Кроне помолчал, давая Отто время справиться со смущением.

— Вы будете сообщать мне всё, что увидите и услышите среди ваших новых сослуживцев и начальников.

Отто не мог сдержать удивления.

— Даже от Рема? — спросил он.

— Да.

— Если он узнает…

— Вы будете осведомлять только меня… И о Хайнесе, — сказал Кроне, — и о Карле Эрнсте.

При имени Хайнеса Отто стало жутко. Он слишком хорошо представлял себе, насколько опасно вызвать неприязнь силезского группенфюрера. Достаточно было Хайнесу заподозрить Отто в двойной игре, и… А Карл Эрнст?! Этот ни в чём не уступит Хайнесу. Нет, такая игра может обойтись слишком дорого!

— А если… я откажусь?

— Откажетесь?..

Тонкие пальцы Кроне начали листать бумаги, вшитые в папку.

Отто понял: компрометирующие документы — далеко не самое страшное, чем его держат в руках.

— Вы меня не так поняли, — поспешно пробормотал он.

— Я знаю, что вы нуждаетесь в деньгах… — Теперь голос Кроне звучал сухо и деловито. — Мы располагаем неограниченными средствами. Но ни одного пфеннига мы не бросаем на ветер!

…Когда чёрный лимузин высадил Отто где-то в тёмном переулке, он несколько минут стоял, сняв фуражку и жадно вдыхая прохладный воздух ночи. Только теперь, очутившись на безлюдных улицах спящего города, он почувствовал, до какой степени утомлён пережитым страхом. Хотелось лежать в полной тишине и не думать. Главное — ни о чём не думать!..

Ступая на цыпочках, он прошёл в свою комнату рядом с комнатой Эрнста. Когда Отто уже лежал в постели, ему показалось, что за стеной слышны голоса.

Прислушался.

Да, там действительно говорили.

Отто напряг слух: вероятно, мальчишка тоже недавно явился и мать ласково выговаривает своему любимцу. Нет, второй голос был тоже мужской. Неужели отец? Небывалый случай! Однако нет, это не скрипучий голос отца.

— Мне показалось, что кто-то прошёл по коридору, — проговорил незнакомый голос.

— Глупости, тут некому быть! — уверенно ответил Эрнст. — Этот бездельник Отто редко ночует дома.

Отто закурил и посмотрел на стенку, словно ища более тонкого места. Некоторое время за нею царило молчание.

Снова заговорил гость:

— Отец злится на меня после сделки с сукном. Твой братец стоил ему слишком дорого.

Отто прижал ухо к шершавой бумаге обоев.

— Дешевле никто не устроил бы ваше гнильё, — сказал Эрнст.

— Дешевле! А ты знаешь, что он проделал? Я не хотел тебе говорить — всё-таки он твой брат…

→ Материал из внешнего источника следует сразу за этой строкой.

//! In-memory venue used for dry runs and tests.
//!
//! Closing a position realizes its mark value into the available balance,
//! so the account total is unchanged by a flatten at the current mark.

use async_trait::async_trait;
use rust_decimal::Decimal;
use std::collections::HashSet;
use std::sync::atomic::{AtomicU32, Ordering};
use tokio::sync::RwLock;
use tracing::{debug, info};

use crate::config::PaperVenueConfig;
use crate::domain::{AccountValue, Position, Side};
use crate::error::VenueError;
use crate::exchange::{CloseReport, VenueAdapter, VenueKind, VenueResult};

#[derive(Debug, Clone)]
struct PaperPosition {
    symbol: String,
    /// Signed size, negative = short
    size: Decimal,
    entry_price: Decimal,
    mark_price: Decimal,
    leverage: Decimal,
}

impl PaperPosition {
    fn to_position(&self, venue: &str) -> Position {
        Position {
            venue: venue.to_string(),
            symbol: self.symbol.clone(),
            side: Side::from_signed(self.size),
            size: self.size.abs(),
            entry_price: self.entry_price,
            mark_price: self.mark_price,
            unrealized_pnl: (self.mark_price - self.entry_price) * self.size,
            leverage: self.leverage,
        }
    }
}

#[derive(Debug, Default)]
struct PaperState {
    available: Decimal,
    positions: Vec<PaperPosition>,
    outage: bool,
    corrupt: bool,
    stuck: HashSet<String>,
}

/// Simulated venue with a mutable book
pub struct PaperVenue {
    id: String,
    state: RwLock<PaperState>,
    value_calls: AtomicU32,
    position_calls: AtomicU32,
    close_calls: AtomicU32,
}

impl PaperVenue {
    pub fn new(id: impl Into<String>, available: Decimal) -> Self {
        Self {
            id: id.into(),
            state: RwLock::new(PaperState {
                available,
                ..PaperState::default()
            }),
            value_calls: AtomicU32::new(0),
            position_calls: AtomicU32::new(0),
            close_calls: AtomicU32::new(0),
        }
    }

    pub fn from_config(id: impl Into<String>, config: &PaperVenueConfig) -> Self {
        config
            .positions
            .iter()
            .fold(Self::new(id, config.available_usd), |venue, p| {
                venue.with_position(
                    &p.symbol,
                    p.size,
                    p.entry_price,
                    p.mark_price.unwrap_or(p.entry_price),
                    p.leverage,
                )
            })
    }

    /// Open a position. `size` is signed; negative opens a short.
    pub fn with_position(
        mut self,
        symbol: &str,
        size: Decimal,
        entry_price: Decimal,
        mark_price: Decimal,
        leverage: Decimal,
    ) -> Self {
        if !size.is_zero() {
            self.state.get_mut().positions.push(PaperPosition {
                symbol: symbol.to_string(),
                size,
                entry_price,
                mark_price,
                leverage,
            });
        }
        self
    }

    pub async fn set_mark(&self, symbol: &str, mark_price: Decimal) {
        let mut state = self.state.write().await;
        for position in state.positions.iter_mut().filter(|p| p.symbol == symbol) {
            position.mark_price = mark_price;
        }
    }

    pub async fn set_available(&self, available: Decimal) {
        self.state.write().await.available = available;
    }

    /// Every call fails with `Unavailable` while set
    pub async fn set_outage(&self, outage: bool) {
        self.state.write().await.outage = outage;
    }

    /// Position reads fail with a data error while set
    pub async fn set_corrupt(&self, corrupt: bool) {
        self.state.write().await.corrupt = corrupt;
    }

    /// Make closes of `symbol` silently fail, leaving it open
    pub async fn stick(&self, symbol: &str) {
        self.state.write().await.stuck.insert(symbol.to_string());
    }

    pub async fn unstick(&self, symbol: &str) {
        self.state.write().await.stuck.remove(symbol);
    }

    pub fn value_calls(&self) -> u32 {
        self.value_calls.load(Ordering::SeqCst)
    }

    pub fn position_calls(&self) -> u32 {
        self.position_calls.load(Ordering::SeqCst)
    }

    pub fn close_calls(&self) -> u32 {
        self.close_calls.load(Ordering::SeqCst)
    }

    fn check_outage(&self, state: &PaperState) -> VenueResult<()> {
        if state.outage {
            return Err(VenueError::unavailable(&self.id, "simulated outage"));
        }
        Ok(())
    }
}

#[async_trait]
impl VenueAdapter for PaperVenue {
    fn id(&self) -> &str {
        &self.id
    }

    fn kind(&self) -> VenueKind {
        VenueKind::Paper
    }

    async fn get_account_value(&self) -> VenueResult<AccountValue> {
        self.value_calls.fetch_add(1, Ordering::SeqCst);
        let state = self.state.read().await;
        self.check_outage(&state)?;

        let equity: Decimal = state
            .positions
            .iter()
            .map(|p| p.to_position(&self.id).mark_value())
            .sum();

        Ok(AccountValue {
            total: state.available + equity,
            available: state.available,
        })
    }

    async fn get_positions(&self) -> VenueResult<Vec<Position>> {
        self.position_calls.fetch_add(1, Ordering::SeqCst);
        let state = self.state.read().await;
        self.check_outage(&state)?;

        if state.corrupt {
            return Err(VenueError::data(&self.id, "position payload missing size"));
        }

        Ok(state
            .positions
            .iter()
            .map(|p| p.to_position(&self.id))
            .collect())
    }

    async fn close_all_positions(&self) -> VenueResult<CloseReport> {
        self.close_calls.fetch_add(1, Ordering::SeqCst);
        let mut state = self.state.write().await;
        self.check_outage(&state)?;

        if state.positions.is_empty() {
            debug!(venue = %self.id, "close_all on a flat book");
            return Ok(CloseReport::already_flat());
        }

        let (stuck, closing): (Vec<_>, Vec<_>) = std::mem::take(&mut state.positions)
            .into_iter()
            .partition(|p| state.stuck.contains(&p.symbol));

        let mut closed = Vec::with_capacity(closing.len());
        for position in closing {
            state.available += position.to_position(&self.id).mark_value();
            closed.push(position.symbol);
        }
        state.positions = stuck;

        info!(
            venue = %self.id,
            closed = closed.len(),
            still_open = state.positions.len(),
            "paper venue flattened"
        );

        // Every symbol gets a close issued, stuck ones included
        let mut issued = closed;
        issued.extend(state.positions.iter().map(|p| p.symbol.clone()));
        Ok(CloseReport { closed: issued })
    }
}

#[cfg(test)]
mod tests {
    use super::*;
    use rust_decimal_macros::dec;

    #[tokio::test]
    async fn test_total_includes_position_equity() {
        let venue = PaperVenue::new("paper", dec!(20)).with_position(
            "BTC",
            dec!(0.001),
            dec!(30000),
            dec!(31000),
            dec!(1),
        );

        let value = venue.get_account_value().await.unwrap();
        assert_eq!(value.available, dec!(20));
        // 0.001 * 30000 + 0.001 * 1000
        assert_eq!(value.total, dec!(51));

        let positions = venue.get_positions().await.unwrap();
        assert_eq!(positions.len(), 1);
        assert_eq!(positions[0].side, Side::Long);
        assert_eq!(positions[0].unrealized_pnl, dec!(1));
    }

    #[tokio::test]
    async fn test_short_position_pnl_sign() {
        let venue = PaperVenue::new("paper", dec!(10)).with_position(
            "ETH",
            dec!(-2),
            dec!(100),
            dec!(90),
            dec!(5),
        );

        let positions = venue.get_positions().await.unwrap();
        assert_eq!(positions[0].side, Side::Short);
        assert_eq!(positions[0].size, dec!(2));
        assert_eq!(positions[0].unrealized_pnl, dec!(20));

        let value = venue.get_account_value().await.unwrap();
        // margin 2 * 100 / 5 = 40, plus 20 pnl
        assert_eq!(value.total, dec!(70));
    }

    #[tokio::test]
    async fn test_close_realizes_into_available() {
        let venue = PaperVenue::new("paper", dec!(18)).with_position(
            "SOL",
            dec!(3),
            dec!(10),
            dec!(10),
            dec!(1),
        );
        let before = venue.get_account_value().await.unwrap();

        let report = venue.close_all_positions().await.unwrap();
        assert_eq!(report.closed, vec!["SOL".to_string()]);

        let after = venue.get_account_value().await.unwrap();
        assert_eq!(after.total, before.total);
        assert_eq!(after.available, dec!(48));
        assert!(venue.get_positions().await.unwrap().is_empty());
    }

    #[tokio::test]
    async fn test_close_is_idempotent_on_flat_book() {
        let venue = PaperVenue::new("paper", dec!(5));

        let first = venue.close_all_positions().await.unwrap();
        let second = venue.close_all_positions().await.unwrap();

        assert!(first.was_noop());
        assert!(second.was_noop());
        assert_eq!(venue.close_calls(), 2);
        assert_eq!(venue.get_account_value().await.unwrap().total, dec!(5));
    }

    #[tokio::test]
    async fn test_stuck_symbol_stays_open() {
        let venue = PaperVenue::new("paper", dec!(0))
            .with_position("BTC", dec!(1), dec!(10), dec!(10), dec!(1))
            .with_position("ETH", dec!(1), dec!(5), dec!(5), dec!(1));
        venue.stick("ETH").await;

        venue.close_all_positions().await.unwrap();

        let open = venue.get_positions().await.unwrap();
        assert_eq!(open.len(), 1);
        assert_eq!(open[0].symbol, "ETH");

        venue.unstick("ETH").await;
        venue.close_all_positions().await.unwrap();
        assert!(venue.get_positions().await.unwrap().is_empty());
    }

    #[tokio::test]
    async fn test_outage_and_corruption_surface_as_errors() {
        let venue = PaperVenue::new("paper", dec!(1));

        venue.set_outage(true).await;
        let err = venue.get_account_value().await.unwrap_err();
        assert!(err.is_transient());

        venue.set_outage(false).await;
        venue.set_corrupt(true).await;
        let err = venue.get_positions().await.unwrap_err();
        assert!(matches!(err, VenueError::Data { .. }));
    }
}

— Об этом можешь не беспокоиться!

«Вот мерзавец»! — подумал Отто. То, что он услышал дальше, заставило его сесть в постели.

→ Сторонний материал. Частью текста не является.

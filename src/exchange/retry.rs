use std::future::Future;
use std::time::Duration;
use tracing::warn;

use crate::error::VenueError;

/// Exponential backoff settings
#[derive(Debug, Clone, Copy, PartialEq, Eq)]
pub struct RetryPolicy {
    /// Retries after the first attempt
    pub max_retries: u32,
    pub initial_backoff: Duration,
    pub max_backoff: Duration,
}

impl Default for RetryPolicy {
    fn default() -> Self {
        Self {
            max_retries: 3,
            initial_backoff: Duration::from_millis(250),
            max_backoff: Duration::from_secs(5),
        }
    }
}

impl RetryPolicy {
    pub fn new(max_retries: u32, initial_backoff_ms: u64, max_backoff_ms: u64) -> Self {
        Self {
            max_retries,
            initial_backoff: Duration::from_millis(initial_backoff_ms),
            max_backoff: Duration::from_millis(max_backoff_ms.max(initial_backoff_ms)),
        }
    }

    /// No retries; used in tests that count calls
    pub fn none() -> Self {
        Self {
            max_retries: 0,
            initial_backoff: Duration::ZERO,
            max_backoff: Duration::ZERO,
        }
    }

    /// Delay before retry number `retry` (0-based), doubling up to the cap
    pub fn backoff_for(&self, retry: u32) -> Duration {
        let factor = 1u32.checked_shl(retry.min(16)).unwrap_or(u32::MAX);
        self.initial_backoff
            .saturating_mul(factor)
            .min(self.max_backoff)
    }
}

/// Run `op`, retrying only transient (`Unavailable`) venue errors.
///
/// Data errors are returned immediately; retrying malformed data never helps.
pub async fn retry_transient<T, F, Fut>(
    policy: &RetryPolicy,
    venue: &str,
    operation: &str,
    mut op: F,
) -> Result<T, VenueError>
where
    F: FnMut() -> Fut,
    Fut: Future<Output = Result<T, VenueError>>,
{
    let mut retry = 0;
    loop {
        match op().await {
            Ok(value) => return Ok(value),
            Err(e) if e.is_transient() && retry < policy.max_retries => {
                let delay = policy.backoff_for(retry);
                warn!(
                    venue,
                    operation,
                    attempt = retry + 1,
                    delay_ms = delay.as_millis() as u64,
                    "transient venue error, retrying: {}",
                    e
                );
                tokio::time::sleep(delay).await;
                retry += 1;
            }
            Err(e) => return Err(e),
        }
    }
}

— Он прислал к отцу свою француженку. Она притащила записку о том, что если мой родитель тут же не выплатит изрядную сумму, то впредь не будет принята ни одна партия.

— Вот гусь! — Эрнст расхохотался.

— Записку отец взял, но денег не дал и сказал, что если что-нибудь случится с его сукном, то он представит эту записку куда следует.

— Твоему старику, видно, палец в рот не клади.

— О, он у меня бодрячок! Но самое забавное дальше: старикан не упустил курочку твоего Отто.

Отто уронил окурок между стеной и постелью.

— Врёшь!

— Папаша сказал ей, что предпочитает истратить деньги на неё, а не на армейского хлыща!

Там, за стеною, оба прыснули смехом.

Отто вскочил с постели. Он просто жалкий простофиля по сравнению с этими предприимчивыми сопляками. Вот, оказывается, как нужно жить!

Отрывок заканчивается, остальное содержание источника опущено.